Tuesday, June 21, 2016

First ResponderAnastasia Miller understands the stress experienced by first responders, having worked as an emergency medical technician and firefighter before enrolling in the public affairs doctoral program at UCF.

In fact these work experiences led her to study support strategies and burnout among first responders as her dissertation research, which she will defend next month.

Her research is the first scientific study of its kind in Florida, and it confirmed what she expected.

"The four types of first responders - law enforcement personnel, firefighters, dispatchers and emergency medical service providers - cannot be treated the same," Miller said. "They have different needs and different support requirements, and they display stress differently."

Some first responders experience secondary traumatic stress, a subset of Post-Traumatic Stress Disorder, she said. They may have very similar symptoms to PTSD, but the symptoms result from witnessing a traumatic event or helping a victim overcome an event rather than being a direct victim of an event.

First responders also may experience job burnout or diminished satisfaction from helping others on the job, also known as compassion fatigue.

Anastasia MillerTo examine the prevalence of secondary traumatic stress, burnout and compassion fatigue among first responders, Miller (left) sent anonymous surveys to all first responders employed by agencies in the state. She received and analyzed more than 1,500 survey responses.

Miller found that 60 percent of first responders displayed low levels of secondary traumatic stress, 39 percent displayed moderate levels and 1 percent displayed high levels.

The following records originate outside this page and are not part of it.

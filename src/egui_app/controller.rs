//! Controller owning the alert state machine and the decision slot.

use crate::decision::{AlertAction, DecisionSlot};
use crate::egui_app::state::{ScreenState, Transition};
use crate::egui_app::view_model::AlertViewModel;
use crate::leads::AlertRequest;

/// Maintains screen state and bridges user input to the decision slot.
///
/// Transitions are guarded so that exactly one of accept, reject, or
/// dismiss takes effect per screen instance. A close request is latched
/// for the renderer to pick up once per transition.
pub struct AlertController {
    view: AlertViewModel,
    state: ScreenState,
    slot: DecisionSlot,
    close_requested: bool,
}

impl AlertController {
    /// Bind a request to a fresh, displayed screen.
    pub fn new(request: &AlertRequest, slot: DecisionSlot) -> Self {
        Self {
            view: AlertViewModel::from_request(request),
            state: ScreenState::Displayed,
            slot,
            close_requested: false,
        }
    }

    /// Display texts for the renderer.
    pub fn view(&self) -> &AlertViewModel {
        &self.view
    }

    /// Current lifecycle state.
    pub fn state(&self) -> ScreenState {
        self.state
    }

    /// The user tapped Accept. Returns false if the screen already terminated.
    pub fn accept(&mut self) -> bool {
        self.terminate(Transition::Accept)
    }

    /// The user tapped Reject. Returns false if the screen already terminated.
    pub fn reject(&mut self) -> bool {
        self.terminate(Transition::Reject)
    }

    /// The screen is going away without a decision (Escape or window close).
    pub fn dismiss(&mut self) -> bool {
        self.terminate(Transition::Dismiss)
    }

    /// Whether the renderer should close the window; resets on read.
    pub fn take_close_request(&mut self) -> bool {
        std::mem::take(&mut self.close_requested)
    }

    fn terminate(&mut self, transition: Transition) -> bool {
        if self.state == ScreenState::Terminated {
            tracing::debug!(
                transition = transition.label(),
                "Ignoring transition after termination"
            );
            return false;
        }
        match transition {
            Transition::Accept => {
                self.slot.record(AlertAction::Accept);
            }
            Transition::Reject => {
                self.slot.record(AlertAction::Reject);
            }
            Transition::Dismiss => {}
        }
        self.state = ScreenState::Terminated;
        self.close_requested = true;
        tracing::info!(transition = transition.label(), "Alert screen terminated");
        true
    }
}

#[cfg(test)]
mod tests {
    use super::*;
    use crate::decision::AlertOutcome;

    fn controller_with_slot() -> (AlertController, DecisionSlot) {
        let slot = DecisionSlot::new();
        let request = AlertRequest::new("Acme Corp", "Austin, TX", "87");
        (AlertController::new(&request, slot.clone()), slot)
    }

    #[test]
    fn accept_records_decision_and_terminates() {
        let (mut controller, slot) = controller_with_slot();
        assert!(controller.accept());
        assert_eq!(controller.state(), ScreenState::Terminated);
        assert_eq!(slot.outcome(), AlertOutcome::Decided(AlertAction::Accept));
        assert!(controller.take_close_request());
        assert!(!controller.take_close_request());
    }

    #[test]
    fn reject_records_decision_regardless_of_field_values() {
        let slot = DecisionSlot::new();
        let mut controller = AlertController::new(&AlertRequest::default(), slot.clone());
        assert!(controller.reject());
        assert_eq!(slot.outcome(), AlertOutcome::Decided(AlertAction::Reject));
    }

    #[test]
    fn dismiss_leaves_slot_undecided() {
        let (mut controller, slot) = controller_with_slot();
        assert!(controller.dismiss());
        assert_eq!(controller.state(), ScreenState::Terminated);
        assert_eq!(slot.outcome(), AlertOutcome::Undecided);
    }

    #[test]
    fn double_tap_keeps_the_first_decision() {
        let (mut controller, slot) = controller_with_slot();
        assert!(controller.accept());
        assert!(!controller.reject());
        assert!(!controller.dismiss());
        assert_eq!(slot.outcome(), AlertOutcome::Decided(AlertAction::Accept));
    }

    #[test]
    fn dismiss_after_decision_does_not_clear_it() {
        let (mut controller, slot) = controller_with_slot();
        controller.reject();
        controller.dismiss();
        assert_eq!(slot.outcome(), AlertOutcome::Decided(AlertAction::Reject));
    }
}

"Dispatchers and EMS personnel were the most likely to experience high levels of secondary traumatic stress," she said. "In particular those who worked longer in the field and those who worked in another first responder field at the same time, such as an EMT also working as a firefighter, had higher levels of secondary traumatic stress."

Miller's inclusion of dispatchers in the analysis is unique, according to lead faculty adviser Lynn Unruh, professor of health management and informatics.

"Dispatchers are the less visible side of public safety," Unruh said.

Miller's study also showed that the use and effectiveness of support strategies for first responders vary widely among agencies.

For example, some agencies emphasize the use of Critical Incident Stress Debriefing while others use alternative methods of crisis intervention, and these activities may be mandatory or optional. And some agencies encourage informal debriefing, or talking to one another, while others discourage it, either explicitly or implicitly through behaviors that support a macho or limited-expression culture, she said.

Miller found that all types of first responders benefit from stress management training. However, other types of support were helpful to some but not others.

Speaking to coworkers about incidents that bother them reduced burnout among firefighters and dispatchers but not law enforcement personnel and EMS providers. Participating in formal debriefing activities reduced burnout among law enforcement personnel but not firefighters, dispatchers and EMS providers. And participating in mental health services offered by employers reduced compassion fatigue among firefighters, but not law enforcement personnel, dispatchers and EMS providers.

"We don't know much about how to reduce stress and burnout among public safety personnel or how to help them maintain compassion in the face of ongoing stress," Unruh said. "Understanding that debriefing and coworker support are helpful to some but not all types of personnel is important for knowing what programs to implement."

Robyne Stevenson, interim director of UCF's Doctoral Program in Public Affairs, said it's not unusual for a former practitioner turned doctoral student like Miller to develop dissertation research related to professional expertise.

"Our students frequently bring a wealth of related real-world experiences that inform their studies and research," Stevenson said.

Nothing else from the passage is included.